Give again exactly the lines that stretch from the one with "static VERBOSE: AtomicBool" to the end of the data below, including both of those lines and nothing else.

[[ PROVIDED INFORMATION open ]]

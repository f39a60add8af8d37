//! Module that prints leveled, colored log lines to the terminal.

use color_print::cformat;
use std::sync::atomic::{AtomicBool, Ordering};

static VERBOSE: AtomicBool = AtomicBool::new(false);

/// Function that enables or disables `debug` output.
pub fn set_verbose(verbose: bool) {
    VERBOSE.store(verbose, Ordering::Relaxed);
}

/// Function that tells if `debug` output is enabled.
pub fn is_verbose() -> bool {
    VERBOSE.load(Ordering::Relaxed)
}

pub fn info(msg: &str) {
    println!("{}", cformat!("<green, bold>[INFO]</green, bold>  {}", msg));
}

pub fn warn(msg: &str) {
    println!("{}", cformat!("<yellow, bold>[WARN]</yellow, bold>  {}", msg));
}

pub fn error(msg: &str) {
    eprintln!("{}", cformat!("<red, bold>[ERROR]</red, bold> {}", msg));
}

pub fn debug(msg: &str) {
    if is_verbose() {
        println!("{}", cformat!("<blue, bold>[DEBUG]</blue, bold> {}", msg));
    }
}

[[ PROVIDED INFORMATION closed ]]

# [TASK ANSWER]
static VERBOSE: AtomicBool = AtomicBool::new(false);

/// Function that enables or disables `debug` output.
pub fn set_verbose(verbose: bool) {
    VERBOSE.store(verbose, Ordering::Relaxed);
}

/// Function that tells if `debug` output is enabled.
pub fn is_verbose() -> bool {
    VERBOSE.load(Ordering::Relaxed)
}

pub fn info(msg: &str) {
    println!("{}", cformat!("<green, bold>[INFO]</green, bold>  {}", msg));
}

pub fn warn(msg: &str) {
    println!("{}", cformat!("<yellow, bold>[WARN]</yellow, bold>  {}", msg));
}

pub fn error(msg: &str) {
    eprintln!("{}", cformat!("<red, bold>[ERROR]</red, bold> {}", msg));
}

pub fn debug(msg: &str) {
    if is_verbose() {
        println!("{}", cformat!("<blue, bold>[DEBUG]</blue, bold> {}", msg));
    }
}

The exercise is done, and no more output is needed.